BBC Three, from Sunday 21 November
***
Selling Sunset
As damp, drizzly autumn settles in, it’s time to escape to the sun-dappled Hollywood Hills for another season of selling homes and throwing shade. As ever, the estate agency aspect of this show is simply the very distant subtext for the endlessly melodramatic reality show antics. For season four, the cast has been refreshed: there’s Vanessa Villela, a Mexican American telenovela star and Emma Herman who is an entrepreneur but, perhaps more relevantly for entertainment purposes, has a bit of history with the existing cast. Expect fireworks.
Netflix, from Wednesday 24 November
***
Hanna
A third and final season for this slick thriller about Hanna (the excellent Esme Creed-Miles), raised in a remote Polish forest and trained to be an assassin. The show’s appeal has always rested largely on the conflict between her unnerving professional expertise and ever-increasing emotional vulnerability as she chafes against the strangeness of her upbringing. This outing promises resolution as, with old nemesis Marissa Wiegler now onside, Hanna turns her attention to destroying her sinister handlers Utrax from within.
Amazon Prime Video, from Wednesday 24 November
***
Hawkeye
Bow and arrows at the ready because the latest offering from Marvel sees Clint Barton (Jeremy Renner) join forces with his eventual replacement Kate Bishop (Hailee Steinfeld) for some festive hi-jinks.

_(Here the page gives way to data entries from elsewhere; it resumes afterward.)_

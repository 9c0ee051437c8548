//! Per-pixel glyph mapping.
//!
//! The WGSL kernel below is the renderer; the free functions in this module are
//! the same arithmetic on the CPU and act as its executable reference in tests.
//! Keep both sides in sync when touching either.
//!
//! Coordinates follow a bottom-left origin (`uv = clip * 0.5 + 0.5`). Textures
//! are uploaded top row first, so both the video and the atlas lookup flip y.

use bytemuck::{Pod, Zeroable};

use crate::atlas::AtlasLayout;
use crate::grid::{Grid, SurfaceSize};

/// Bias added before flooring so luminance landing exactly on a bucket edge
/// `k / (N - 1)` resolves to bucket `k` despite float error.
pub const INDEX_BIAS: f32 = 0.0001;

/// ITU-R BT.601 luma weights.
pub const LUMA_WEIGHTS: [f32; 3] = [0.299, 0.587, 0.114];

pub const ASCII_SHADER: &str = r#"
struct AsciiUniforms {
  resolution: vec2<f32>,
  grid: vec2<f32>,
  atlas_grid: vec2<f32>,
  charset_len: f32,
  _pad0: f32,
}

const INDEX_BIAS: f32 = 0.0001;

@group(0) @binding(0) var video_tex: texture_2d<f32>;
@group(0) @binding(1) var video_sampler: sampler;
@group(0) @binding(2) var atlas_tex: texture_2d<f32>;
@group(0) @binding(3) var atlas_sampler: sampler;
@group(0) @binding(4) var<uniform> params: AsciiUniforms;

struct VertexOutput {
  @builtin(position) position: vec4<f32>,
  @location(0) uv: vec2<f32>,
}

@vertex
fn vs_main(@builtin(vertex_index) vertex_index: u32) -> VertexOutput {
  var positions = array<vec2<f32>, 3>(
    vec2<f32>(-1.0, -3.0),
    vec2<f32>(-1.0, 1.0),
    vec2<f32>(3.0, 1.0)
  );

  var out: VertexOutput;
  let p = positions[vertex_index];
  out.position = vec4<f32>(p, 0.0, 1.0);
  out.uv = p * 0.5 + vec2<f32>(0.5, 0.5);
  return out;
}

fn luminance(color: vec3<f32>) -> f32 {
  return dot(color, vec3<f32>(0.299, 0.587, 0.114));
}

@fragment
fn fs_main(input: VertexOutput) -> @location(0) vec4<f32> {
  let pixel_pos = input.uv * params.resolution;
  let cell_size = params.resolution / params.grid;
  let cell = floor(pixel_pos / cell_size);
  let local = fract(pixel_pos / cell_size);

  let video_uv = (cell + vec2<f32>(0.5, 0.5)) / params.grid;
  let color = textureSample(video_tex, video_sampler, vec2<f32>(video_uv.x, 1.0 - video_uv.y)).rgb;

  let last = params.charset_len - 1.0;
  let idx = clamp(floor(luminance(color) * last + INDEX_BIAS), 0.0, last);

  let atlas_cols = params.atlas_grid.x;
  let glyph_col = idx % atlas_cols;
  let glyph_row = floor(idx / atlas_cols);
  let atlas_uv = vec2<f32>(
    (glyph_col + local.x) / atlas_cols,
    (glyph_row + (1.0 - local.y)) / params.atlas_grid.y
  );

  let coverage = textureSample(atlas_tex, atlas_sampler, atlas_uv).a;
  return vec4<f32>(vec3<f32>(coverage), 1.0);
}
"#;

/// Matches `AsciiUniforms` in `ASCII_SHADER`.
/// 32 bytes, 16-byte aligned.
#[repr(C)]
#[derive(Debug, Clone, Copy, Pod, Zeroable, PartialEq)]
pub struct AsciiUniforms {
    pub resolution: [f32; 2],
    pub grid: [f32; 2],
    pub atlas_grid: [f32; 2],
    pub charset_len: f32,
    pub _pad: f32,
}

impl AsciiUniforms {
    pub fn new(surface: SurfaceSize, grid: Grid, atlas: &AtlasLayout) -> Self {
        Self {
            resolution: [surface.width as f32, surface.height as f32],
            grid: [grid.cols as f32, grid.rows as f32],
            atlas_grid: [atlas.atlas_cols as f32, atlas.atlas_rows as f32],
            charset_len: atlas.glyph_count as f32,
            _pad: 0.0,
        }
    }

    /// False when the kernel would divide by a zero grid or atlas extent.
    pub fn is_drawable(&self) -> bool {
        self.resolution.iter().all(|v| *v > 0.0)
            && self.grid.iter().all(|v| *v >= 1.0)
            && self.atlas_grid.iter().all(|v| *v >= 1.0)
            && self.charset_len >= 1.0
    }
}

pub fn luminance(rgb: [f32; 3]) -> f32 {
    LUMA_WEIGHTS[0] * rgb[0] + LUMA_WEIGHTS[1] * rgb[1] + LUMA_WEIGHTS[2] * rgb[2]
}

pub fn luminance_rgba8(pixel: [u8; 4]) -> f32 {
    luminance([
        f32::from(pixel[0]) / 255.0,
        f32::from(pixel[1]) / 255.0,
        f32::from(pixel[2]) / 255.0,
    ])
}

/// `clamp(floor(b * (N - 1) + INDEX_BIAS), 0, N - 1)`.
///
/// Monotonic in `luma`. Out-of-range and NaN luminance clamp to the ends.
pub fn glyph_index(luma: f32, charset_len: u32) -> u32 {
    let last = charset_len.saturating_sub(1);
    let raw = (luma * last as f32 + INDEX_BIAS).floor();
    if raw.is_nan() || raw <= 0.0 {
        return 0;
    }
    (raw as u32).min(last)
}

/// Atlas cell `(col, row)` holding glyph `index`.
pub fn glyph_cell(index: u32, atlas_cols: u32) -> (u32, u32) {
    let atlas_cols = atlas_cols.max(1);
    (index % atlas_cols, index / atlas_cols)
}

/// Splits a pixel position into its grid cell and the position within it.
pub fn cell_of_pixel(pixel: [f32; 2], resolution: [f32; 2], grid: [f32; 2]) -> ([f32; 2], [f32; 2]) {
    let mut cell = [0.0; 2];
    let mut local = [0.0; 2];
    for axis in 0..2 {
        let scaled = pixel[axis] / (resolution[axis] / grid[axis]);
        cell[axis] = scaled.floor();
        local[axis] = scaled - scaled.floor();
    }
    (cell, local)
}

/// Texture coordinate sampled from the video for `cell`, y flipped.
pub fn video_uv(cell: [f32; 2], grid: [f32; 2]) -> [f32; 2] {
    let u = (cell[0] + 0.5) / grid[0];
    let v = (cell[1] + 0.5) / grid[1];
    [u, 1.0 - v]
}

/// Texture coordinate inside the atlas for glyph `index` at sub-cell `local`.
pub fn atlas_uv(index: u32, local: [f32; 2], atlas_cols: u32, atlas_rows: u32) -> [f32; 2] {
    let (col, row) = glyph_cell(index, atlas_cols);
    [
        (col as f32 + local[0]) / atlas_cols.max(1) as f32,
        (row as f32 + (1.0 - local[1])) / atlas_rows.max(1) as f32,
    ]
}

#[cfg(test)]
mod tests {
    use super::*;

    #[test]
    fn ascii_uniforms_is_32_bytes() {
        assert_eq!(
            std::mem::size_of::<AsciiUniforms>(),
            32,
            "AsciiUniforms must be 32 bytes to match WGSL struct"
        );
    }

    #[test]
    fn luma_weights_sum_to_one() {
        let white = luminance([1.0, 1.0, 1.0]);
        assert!((white - 1.0).abs() < 1e-6);
        assert!((luminance([0.0, 1.0, 0.0]) - 0.587).abs() < 1e-6);
    }

    #[test]
    fn extremes_map_to_first_and_last_glyph() {
        for len in 1..=40 {
            assert_eq!(glyph_index(0.0, len), 0, "len={len}");
            assert_eq!(glyph_index(1.0, len), len - 1, "len={len}");
        }
    }

    #[test]
    fn mid_gray_selects_index_four_of_ten() {
        assert_eq!(glyph_index(0.5, 10), 4);
        assert_eq!(glyph_index(luminance_rgba8([128, 128, 128, 255]), 10), 4);
    }

    #[test]
    fn bucket_edges_resolve_to_upper_bucket() {
        let len = 10;
        for k in 0..len {
            let edge = k as f32 / (len - 1) as f32;
            assert_eq!(glyph_index(edge, len), k, "edge {k}/{}", len - 1);
        }
    }

    #[test]
    fn mapping_is_monotonic_and_pure() {
        let mut previous = 0;
        for step in 0..=1000 {
            let luma = step as f32 / 1000.0;
            let index = glyph_index(luma, 16);
            assert!(index >= previous, "luma={luma}");
            assert_eq!(index, glyph_index(luma, 16));
            previous = index;
        }
    }

    #[test]
    fn out_of_range_luma_clamps() {
        assert_eq!(glyph_index(-3.0, 10), 0);
        assert_eq!(glyph_index(7.0, 10), 9);
        assert_eq!(glyph_index(f32::NAN, 10), 0);
    }

    #[test]
    fn glyph_cell_round_trips_to_index() {
        for atlas_cols in 1..=16 {
            for index in 0..100 {
                let (col, row) = glyph_cell(index, atlas_cols);
                assert!(col < atlas_cols);
                assert_eq!(row * atlas_cols + col, index);
            }
        }
    }

    #[test]
    fn pixel_splits_into_cell_and_local_offset() {
        let (cell, local) = cell_of_pixel([15.0, 7.5], [100.0, 50.0], [10.0, 5.0]);
        assert_eq!(cell, [1.0, 0.0]);
        assert!((local[0] - 0.5).abs() < 1e-6);
        assert!((local[1] - 0.75).abs() < 1e-6);
    }

    #[test]
    fn video_sample_is_cell_center_flipped() {
        let uv = video_uv([0.0, 0.0], [4.0, 2.0]);
        assert_eq!(uv, [0.125, 0.75]);
    }

    #[test]
    fn atlas_uv_stays_inside_glyph_cell() {
        let uv_top = atlas_uv(17, [0.0, 1.0], 16, 2);
        assert_eq!(uv_top, [1.0 / 16.0, 0.5]);
        let uv_bottom = atlas_uv(17, [0.5, 0.0], 16, 2);
        assert_eq!(uv_bottom, [1.5 / 16.0, 1.0]);
    }

    #[test]
    fn zero_grid_uniforms_are_not_drawable() {
        let layout = AtlasLayout::for_glyph_count(10);
        let uniforms = AsciiUniforms::new(
            SurfaceSize::new(640, 480),
            Grid { cols: 80, rows: 0 },
            &layout,
        );
        assert!(!uniforms.is_drawable());

        let drawable = AsciiUniforms::new(
            SurfaceSize::new(640, 480),
            Grid { cols: 80, rows: 60 },
            &layout,
        );
        assert!(drawable.is_drawable());
        assert_eq!(drawable.atlas_grid, [10.0, 1.0]);
        assert_eq!(drawable.charset_len, 10.0);
    }

    #[test]
    fn wgsl_declares_entry_points_and_bindings() {
        assert!(ASCII_SHADER.contains("fn vs_main"));
        assert!(ASCII_SHADER.contains("fn fs_main"));
        assert!(ASCII_SHADER.contains("struct AsciiUniforms"));
        for binding in 0..5 {
            assert!(ASCII_SHADER.contains(&format!("@binding({binding})")));
        }
        assert!(ASCII_SHADER.contains(&format!("INDEX_BIAS: f32 = {INDEX_BIAS}")));
    }
}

As Avengers fans will remember, Clint had a murderous wobble at the end of that series. Now, he’s attempting to pick up the pieces and get home to his folks for Christmas. But guess what? As a result of his vigilante spree, lots of very dangerous people want him killed, the scariest of whom might just be Florence Pugh’s deadly assassin Yelena.
Disney+, from Wednesday 24 November
***
’Twas the Fight Before Christmas
“I’m probably the only American to have been banned by a federal court from decorating for Christmas.” Jeremy Morris really likes Christmas. Possibly too much. Many of us will have had neighbours whose taste for tinsel has got slightly out of hand, but this alternately quirky, funny and dark documentary explores an obsession running out of control. When Morris’s taste for decorating his north Idaho home went nuclear, his neighbours objected; what followed tested the concept of goodwill to all men to destruction and beyond.